**TASK BRIEF**:
Among the entries below, find each line with "first" and show it.

**TASK MATERIAL**:
◇ ◇ ◇ ◇

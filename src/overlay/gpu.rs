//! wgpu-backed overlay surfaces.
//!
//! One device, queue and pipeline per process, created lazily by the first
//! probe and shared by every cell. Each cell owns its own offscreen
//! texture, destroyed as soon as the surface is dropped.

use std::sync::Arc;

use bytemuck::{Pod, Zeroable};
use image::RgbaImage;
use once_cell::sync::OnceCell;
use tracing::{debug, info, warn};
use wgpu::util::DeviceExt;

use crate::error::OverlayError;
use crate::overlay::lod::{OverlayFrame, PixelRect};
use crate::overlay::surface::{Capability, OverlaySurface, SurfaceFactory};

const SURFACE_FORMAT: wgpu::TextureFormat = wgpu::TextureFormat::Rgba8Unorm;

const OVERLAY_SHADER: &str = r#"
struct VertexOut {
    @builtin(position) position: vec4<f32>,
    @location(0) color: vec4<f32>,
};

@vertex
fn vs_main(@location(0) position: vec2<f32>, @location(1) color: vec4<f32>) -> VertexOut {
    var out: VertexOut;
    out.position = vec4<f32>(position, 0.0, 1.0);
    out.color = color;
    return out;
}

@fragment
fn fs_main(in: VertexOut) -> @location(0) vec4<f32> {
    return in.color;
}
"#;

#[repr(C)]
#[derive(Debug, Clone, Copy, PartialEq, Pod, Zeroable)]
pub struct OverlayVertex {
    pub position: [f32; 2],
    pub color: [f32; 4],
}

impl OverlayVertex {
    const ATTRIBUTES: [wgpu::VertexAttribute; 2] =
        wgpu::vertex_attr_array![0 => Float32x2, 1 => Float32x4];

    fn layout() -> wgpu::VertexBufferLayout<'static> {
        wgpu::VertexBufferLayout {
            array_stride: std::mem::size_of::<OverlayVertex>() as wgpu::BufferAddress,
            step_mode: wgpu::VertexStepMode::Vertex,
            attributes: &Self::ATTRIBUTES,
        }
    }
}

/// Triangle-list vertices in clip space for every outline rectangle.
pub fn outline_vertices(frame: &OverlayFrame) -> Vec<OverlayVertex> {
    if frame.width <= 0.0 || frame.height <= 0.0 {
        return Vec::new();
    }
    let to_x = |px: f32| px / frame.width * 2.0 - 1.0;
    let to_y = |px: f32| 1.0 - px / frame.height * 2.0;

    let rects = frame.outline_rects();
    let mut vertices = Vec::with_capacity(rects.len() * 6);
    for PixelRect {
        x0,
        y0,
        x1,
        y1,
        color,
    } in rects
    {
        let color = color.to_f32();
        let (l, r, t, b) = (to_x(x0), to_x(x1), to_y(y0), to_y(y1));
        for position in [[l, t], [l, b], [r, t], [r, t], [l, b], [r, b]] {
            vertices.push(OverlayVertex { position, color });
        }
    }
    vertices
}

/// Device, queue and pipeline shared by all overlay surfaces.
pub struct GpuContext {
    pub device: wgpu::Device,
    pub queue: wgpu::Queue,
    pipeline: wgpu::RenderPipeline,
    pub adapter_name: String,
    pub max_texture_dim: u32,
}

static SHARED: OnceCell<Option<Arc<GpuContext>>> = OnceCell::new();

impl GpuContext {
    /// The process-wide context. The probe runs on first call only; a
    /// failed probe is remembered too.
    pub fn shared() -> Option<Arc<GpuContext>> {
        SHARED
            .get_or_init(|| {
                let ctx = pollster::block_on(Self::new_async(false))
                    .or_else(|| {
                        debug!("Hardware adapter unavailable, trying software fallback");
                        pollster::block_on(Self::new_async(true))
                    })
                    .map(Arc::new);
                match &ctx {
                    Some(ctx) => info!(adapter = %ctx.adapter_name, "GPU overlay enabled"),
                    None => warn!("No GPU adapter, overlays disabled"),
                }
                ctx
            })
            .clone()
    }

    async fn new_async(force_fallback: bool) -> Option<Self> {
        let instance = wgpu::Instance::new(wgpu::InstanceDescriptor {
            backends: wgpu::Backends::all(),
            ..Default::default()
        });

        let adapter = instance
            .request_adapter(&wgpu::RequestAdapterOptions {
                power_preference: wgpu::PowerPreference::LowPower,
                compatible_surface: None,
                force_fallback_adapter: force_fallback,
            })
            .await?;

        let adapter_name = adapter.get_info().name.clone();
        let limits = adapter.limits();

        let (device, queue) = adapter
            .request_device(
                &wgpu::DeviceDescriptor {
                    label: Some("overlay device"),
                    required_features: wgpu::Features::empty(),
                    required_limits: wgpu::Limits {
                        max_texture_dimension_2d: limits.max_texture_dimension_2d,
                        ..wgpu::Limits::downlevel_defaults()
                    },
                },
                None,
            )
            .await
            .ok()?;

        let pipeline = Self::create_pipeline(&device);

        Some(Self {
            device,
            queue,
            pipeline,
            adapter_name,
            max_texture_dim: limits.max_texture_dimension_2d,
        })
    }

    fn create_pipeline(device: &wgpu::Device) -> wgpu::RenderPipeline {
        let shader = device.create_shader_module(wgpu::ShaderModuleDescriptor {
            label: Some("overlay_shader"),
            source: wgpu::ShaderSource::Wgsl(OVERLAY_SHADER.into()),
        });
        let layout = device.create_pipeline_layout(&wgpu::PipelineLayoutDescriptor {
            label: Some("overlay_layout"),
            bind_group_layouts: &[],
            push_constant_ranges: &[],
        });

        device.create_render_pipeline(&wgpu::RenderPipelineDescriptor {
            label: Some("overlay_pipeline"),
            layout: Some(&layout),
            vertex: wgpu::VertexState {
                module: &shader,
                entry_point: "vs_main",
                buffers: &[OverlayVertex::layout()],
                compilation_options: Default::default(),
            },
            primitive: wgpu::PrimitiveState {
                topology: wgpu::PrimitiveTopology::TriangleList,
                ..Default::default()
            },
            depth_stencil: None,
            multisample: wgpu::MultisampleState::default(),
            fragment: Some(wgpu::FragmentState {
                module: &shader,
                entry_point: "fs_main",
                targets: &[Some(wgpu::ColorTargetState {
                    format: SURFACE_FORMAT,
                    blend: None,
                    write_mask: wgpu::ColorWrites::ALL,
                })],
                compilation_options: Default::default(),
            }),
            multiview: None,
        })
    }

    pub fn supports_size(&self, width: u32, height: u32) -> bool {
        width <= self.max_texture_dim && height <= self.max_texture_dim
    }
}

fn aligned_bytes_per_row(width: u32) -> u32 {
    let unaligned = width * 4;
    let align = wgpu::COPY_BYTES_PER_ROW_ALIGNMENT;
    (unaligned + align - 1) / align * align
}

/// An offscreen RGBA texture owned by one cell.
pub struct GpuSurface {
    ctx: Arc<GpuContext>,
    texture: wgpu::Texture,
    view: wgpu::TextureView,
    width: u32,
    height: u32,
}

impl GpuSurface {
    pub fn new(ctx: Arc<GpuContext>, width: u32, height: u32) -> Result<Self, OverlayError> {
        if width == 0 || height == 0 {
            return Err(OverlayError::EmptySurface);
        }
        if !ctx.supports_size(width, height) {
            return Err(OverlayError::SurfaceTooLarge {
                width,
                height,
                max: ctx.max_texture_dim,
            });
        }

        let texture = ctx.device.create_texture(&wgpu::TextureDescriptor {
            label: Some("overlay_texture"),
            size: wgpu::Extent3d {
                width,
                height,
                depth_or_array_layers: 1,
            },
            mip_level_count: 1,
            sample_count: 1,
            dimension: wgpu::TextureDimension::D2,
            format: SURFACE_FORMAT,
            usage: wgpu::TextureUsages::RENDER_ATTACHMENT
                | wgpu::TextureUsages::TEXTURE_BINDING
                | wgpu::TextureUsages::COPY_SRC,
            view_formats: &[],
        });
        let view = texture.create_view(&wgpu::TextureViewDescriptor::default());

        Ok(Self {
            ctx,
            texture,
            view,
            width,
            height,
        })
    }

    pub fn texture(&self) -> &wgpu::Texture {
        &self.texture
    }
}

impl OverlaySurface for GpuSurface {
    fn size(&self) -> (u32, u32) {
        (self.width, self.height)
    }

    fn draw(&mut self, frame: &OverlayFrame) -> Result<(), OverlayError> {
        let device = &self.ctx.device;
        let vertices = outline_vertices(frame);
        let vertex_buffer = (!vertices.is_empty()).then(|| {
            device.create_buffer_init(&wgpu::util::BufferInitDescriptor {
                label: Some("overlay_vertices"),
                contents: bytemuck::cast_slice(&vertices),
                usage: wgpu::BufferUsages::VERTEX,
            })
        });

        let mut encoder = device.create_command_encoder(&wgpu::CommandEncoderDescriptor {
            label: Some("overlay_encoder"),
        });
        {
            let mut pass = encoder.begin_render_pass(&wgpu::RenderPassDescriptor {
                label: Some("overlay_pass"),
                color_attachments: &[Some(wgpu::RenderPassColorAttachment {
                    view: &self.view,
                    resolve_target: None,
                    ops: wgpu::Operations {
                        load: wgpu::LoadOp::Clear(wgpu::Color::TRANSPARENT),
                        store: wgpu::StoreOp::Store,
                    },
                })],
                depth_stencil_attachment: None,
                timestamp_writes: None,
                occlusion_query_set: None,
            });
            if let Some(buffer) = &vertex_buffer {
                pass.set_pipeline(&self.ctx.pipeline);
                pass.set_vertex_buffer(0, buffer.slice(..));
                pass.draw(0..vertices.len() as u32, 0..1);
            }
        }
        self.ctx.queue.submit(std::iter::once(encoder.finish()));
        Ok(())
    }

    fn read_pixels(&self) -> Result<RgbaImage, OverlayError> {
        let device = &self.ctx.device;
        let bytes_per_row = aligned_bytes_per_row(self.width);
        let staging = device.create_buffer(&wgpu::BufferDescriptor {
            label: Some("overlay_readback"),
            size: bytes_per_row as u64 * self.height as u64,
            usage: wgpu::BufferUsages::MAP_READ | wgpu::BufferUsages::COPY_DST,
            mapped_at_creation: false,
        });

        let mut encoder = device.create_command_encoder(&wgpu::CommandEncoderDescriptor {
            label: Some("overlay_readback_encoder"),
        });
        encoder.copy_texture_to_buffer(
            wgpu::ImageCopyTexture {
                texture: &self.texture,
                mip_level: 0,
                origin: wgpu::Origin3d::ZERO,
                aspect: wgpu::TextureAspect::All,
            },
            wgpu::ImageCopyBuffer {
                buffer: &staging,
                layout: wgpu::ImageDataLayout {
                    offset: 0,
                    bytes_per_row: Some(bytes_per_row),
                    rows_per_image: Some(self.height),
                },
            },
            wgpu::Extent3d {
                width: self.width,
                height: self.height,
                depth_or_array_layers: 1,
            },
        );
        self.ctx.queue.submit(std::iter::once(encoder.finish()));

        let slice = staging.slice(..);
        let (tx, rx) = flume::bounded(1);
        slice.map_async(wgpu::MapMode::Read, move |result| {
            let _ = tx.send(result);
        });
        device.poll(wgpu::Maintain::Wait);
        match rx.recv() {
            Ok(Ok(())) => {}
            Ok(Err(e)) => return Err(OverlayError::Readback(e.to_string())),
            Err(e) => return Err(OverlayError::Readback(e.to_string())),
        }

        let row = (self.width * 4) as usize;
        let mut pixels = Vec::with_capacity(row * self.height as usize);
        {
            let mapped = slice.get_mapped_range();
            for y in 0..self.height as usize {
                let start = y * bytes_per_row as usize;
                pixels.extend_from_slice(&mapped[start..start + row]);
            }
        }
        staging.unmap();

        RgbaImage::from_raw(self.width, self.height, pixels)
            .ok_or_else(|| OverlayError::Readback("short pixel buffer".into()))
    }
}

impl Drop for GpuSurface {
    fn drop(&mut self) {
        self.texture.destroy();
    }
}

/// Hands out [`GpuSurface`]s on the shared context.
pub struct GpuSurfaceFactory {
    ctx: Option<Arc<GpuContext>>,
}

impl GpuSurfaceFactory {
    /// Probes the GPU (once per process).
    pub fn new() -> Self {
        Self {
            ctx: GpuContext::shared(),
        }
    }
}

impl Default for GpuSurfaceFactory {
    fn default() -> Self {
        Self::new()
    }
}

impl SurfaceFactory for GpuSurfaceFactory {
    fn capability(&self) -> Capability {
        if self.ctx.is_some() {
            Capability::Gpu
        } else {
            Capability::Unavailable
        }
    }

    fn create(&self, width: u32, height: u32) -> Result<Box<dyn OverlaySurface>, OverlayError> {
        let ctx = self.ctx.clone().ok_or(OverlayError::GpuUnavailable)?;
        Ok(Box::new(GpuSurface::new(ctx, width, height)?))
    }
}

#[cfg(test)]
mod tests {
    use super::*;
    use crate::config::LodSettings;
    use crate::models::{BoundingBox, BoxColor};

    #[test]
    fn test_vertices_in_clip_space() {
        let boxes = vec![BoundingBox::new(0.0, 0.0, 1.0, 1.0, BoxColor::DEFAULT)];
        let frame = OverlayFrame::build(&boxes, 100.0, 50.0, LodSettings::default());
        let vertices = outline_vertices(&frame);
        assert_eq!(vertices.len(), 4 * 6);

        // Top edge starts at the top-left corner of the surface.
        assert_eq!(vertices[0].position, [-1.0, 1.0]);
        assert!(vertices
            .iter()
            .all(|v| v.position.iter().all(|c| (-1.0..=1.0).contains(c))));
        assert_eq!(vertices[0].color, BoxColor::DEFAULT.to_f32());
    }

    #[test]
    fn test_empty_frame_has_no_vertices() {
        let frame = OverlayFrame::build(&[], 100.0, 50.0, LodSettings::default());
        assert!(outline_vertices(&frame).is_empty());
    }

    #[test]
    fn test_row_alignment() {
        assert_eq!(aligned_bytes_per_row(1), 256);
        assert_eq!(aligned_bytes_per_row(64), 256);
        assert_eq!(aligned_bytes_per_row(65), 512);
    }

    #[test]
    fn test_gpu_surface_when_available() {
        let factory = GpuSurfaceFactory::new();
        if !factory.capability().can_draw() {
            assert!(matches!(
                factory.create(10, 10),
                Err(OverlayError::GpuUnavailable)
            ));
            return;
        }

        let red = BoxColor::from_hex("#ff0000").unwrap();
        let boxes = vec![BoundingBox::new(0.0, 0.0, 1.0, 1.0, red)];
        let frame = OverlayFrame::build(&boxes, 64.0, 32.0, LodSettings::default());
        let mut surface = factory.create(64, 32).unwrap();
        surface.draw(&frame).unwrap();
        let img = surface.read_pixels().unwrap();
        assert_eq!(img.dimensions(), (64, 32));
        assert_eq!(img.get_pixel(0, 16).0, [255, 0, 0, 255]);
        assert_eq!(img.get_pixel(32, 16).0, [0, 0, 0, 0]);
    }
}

◇ ◇ ◇ ◇

**OUTPUT FOR THIS TASK**:
//! One device, queue and pipeline per process, created lazily by the first
    /// The process-wide context. The probe runs on first call only; a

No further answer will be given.